Lenin argued that imperialism would not lead to stability but to increasing instability, and a greater tendency towards war and economic crises. The rival imperialist powers would fight over the division and re-division of the world. The history of the twentieth century has tragically proved him to be correct.

The division of the world was about obtaining profits, not promoting world harmony. The divisions were according to relative strength, resting on relative capital, there was no virgin territory or market left so, instead of division, the cartels and imperialist nations would have to resort to re-division to increase their share, leading to instability and even war.

Overall, Lenin predicted a tendency of the imperialist nations to become ever more parasitic on the rest of the world; usurers, loan sharks, bullying less powerful nations to give up their goods and raw materials.

Despite their enormous power and influence "finance capital and the trusts do not diminish but increase the differences in the rate of growth of the various parts of the world economy". This creates massive contradictions and tensions around the globe, and for all the incredible advances in productive forces we have seen this century, imperialism has not even come close to solving those contradictions – as the 31 wars that took place last year alone prove.

Lenin's words, written during the first imperialist war are as true as ever: "what means, other than war, could there be under capitalism of removing the disparity between the development of productive forces and the accumulation of capital on the one side, and the division of colonies and "spheres of influence" for capital on the other?"

What does imperialism mean for the world working class? Exploitation, oppression and misery. Imperialism as an economic system relies on the exploitation of the non-imperialist world: colonies in Lenin's day, semi colonies today.

Imperialism also played a role in keeping the working class in the imperialist countries in check. As arch-imperialist Cecil Rhodes admitted in 1895:

"The Empire is a bread and butter question. If you want to avoid civil war, you must become imperialists."

In other words British bosses could deploy the greater profits made as a result of imperialism (super profits) to stop revolution at home. A section of the working class could be "bought off" (at least temporarily) with some of these super profits. As well as higher wages and better terms and conditions for this layer of workers, the "labour aristocracy", improvements in sanitation, lighting and housing benefited the mass of workers.

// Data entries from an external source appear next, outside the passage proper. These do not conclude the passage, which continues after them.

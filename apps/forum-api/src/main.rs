//! # Forum API サーバー
//!
//! Q&A フォーラムの REST API を提供する。
//!
//! ## 環境変数
//!
//! | 変数名 | 必須 | 説明 |
//! |--------|------|------|
//! | `FORUM_HOST` | No | バインドアドレス（デフォルト: `0.0.0.0`） |
//! | `FORUM_PORT` | **Yes** | ポート番号 |
//! | `DATABASE_URL` | **Yes** | PostgreSQL 接続 URL |
//! | `RUN_MIGRATIONS` | No | 起動時にマイグレーションを適用するか（デフォルト: `true`） |
//! | `LOG_FORMAT` | No | `json` または `pretty`（デフォルト: `pretty`） |
//! | `RUST_LOG` | No | ログフィルタ（デフォルト: `info,forum=debug`） |
//!
//! ## 起動方法
//!
//! ```bash
//! FORUM_PORT=3000 DATABASE_URL=postgres://... cargo run -p forum-api
//! ```

use std::{net::SocketAddr, sync::Arc};

use anyhow::Context;
use forum_api::{
    app_builder::{AppDependencies, build_app},
    config::ForumConfig,
};
use forum_domain::{authorization::OwnershipPolicy, clock::SystemClock};
use forum_infra::{
    Argon2PasswordChecker,
    db::{self, PgTransactionManager},
    repository::{
        PostgresAccessTokenRepository,
        PostgresAnswerRepository,
        PostgresQuestionRepository,
        PostgresUserRepository,
        PostgresVoteRepository,
    },
};
use forum_shared::observability::{TracingConfig, init_tracing};
use tokio::net::TcpListener;

#[tokio::main]
async fn main() -> anyhow::Result<()> {
    // .env ファイルを読み込む（存在する場合）
    dotenvy::dotenv().ok();

    init_tracing(TracingConfig::from_env("forum-api"));

    let config = ForumConfig::from_env().context("設定の読み込みに失敗しました")?;

    tracing::info!(
        "Forum API サーバーを起動します: {}:{}",
        config.host,
        config.port
    );

    let pool = db::create_pool(&config.database_url)
        .await
        .context("データベース接続に失敗しました")?;
    tracing::info!("データベースに接続しました");

    if config.run_migrations {
        db::run_migrations(&pool)
            .await
            .context("マイグレーションの適用に失敗しました")?;
        tracing::info!("マイグレーションを適用しました");
    }

    let deps = AppDependencies {
        user_repo:         Arc::new(PostgresUserRepository::new(pool.clone())),
        access_token_repo: Arc::new(PostgresAccessTokenRepository::new(pool.clone())),
        question_repo:     Arc::new(PostgresQuestionRepository::new(pool.clone())),
        answer_repo:       Arc::new(PostgresAnswerRepository::new(pool.clone())),
        vote_repo:         Arc::new(PostgresVoteRepository::new(pool.clone())),
        password_checker:  Arc::new(Argon2PasswordChecker::new()),
        policy:            Arc::new(OwnershipPolicy),
        tx_manager:        Arc::new(PgTransactionManager::new(pool)),
        clock:             Arc::new(SystemClock),
    };
    let app = build_app(deps);

    let addr: SocketAddr = format!("{}:{}", config.host, config.port)
        .parse()
        .context("バインドアドレスが不正です")?;
    let listener = TcpListener::bind(addr)
        .await
        .with_context(|| format!("{addr} へのバインドに失敗しました"))?;
    tracing::info!("Forum API サーバーが起動しました: {}", addr);

    axum::serve(listener, app)
        .with_graceful_shutdown(shutdown_signal())
        .await
        .context("サーバーが異常終了しました")?;

    Ok(())
}

/// Ctrl+C を受け取ったら処理中のリクエストを終えてから停止する
async fn shutdown_signal() {
    if let Err(e) = tokio::signal::ctrl_c().await {
        tracing::error!(error = %e, "シグナルハンドラの登録に失敗しました");
        std::future::pending::<()>().await;
    }
    tracing::info!("シャットダウンを開始します");
}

The bitter legacy of this exploitation of the colonies and semi-colonies is not only the enduring poverty and oppression that blights Africa, Latin America and Asia, but the racism that was used to ideologically justify the subjugation of millions upon millions of people. The beginning of the imperialist age saw a huge rise in rabid nationalism, militarism and the first anti-immigration laws.

None of this means that the workers of the imperialist heartlands are lost forever to the cause of socialism. Every crisis forces the capitalists to turn on the working class, including the aristocracy of labour. Every struggle contains the potential for generating the solidarity and class consciousness that undermine all divisions inside the working class, including racism. And, because of the very nature of the imperialist system, characterised by war and crisis, the likelihood for such struggles increases.

Indeed, here was the final element of Lenin's theory of imperialism, namely that it opened up an epoch of wars and revolutions. He was right. The list of revolutions this century is enormous, stretching from Russia in 1905 to Indonesia in 1998. Those revolutions are as much a part of the imperialist epoch as war and economic crisis. And those revolutions hold the key to overthrowing the imperialist world order. The question becomes: can revolutionary socialists win leadership of the masses in order to push those revolutions towards a final victory against capitalism? For Lenin, the age of imperialism made the need for revolutionary internationalism literally a matter of life and death for the workers of the world. And so it remains for us today.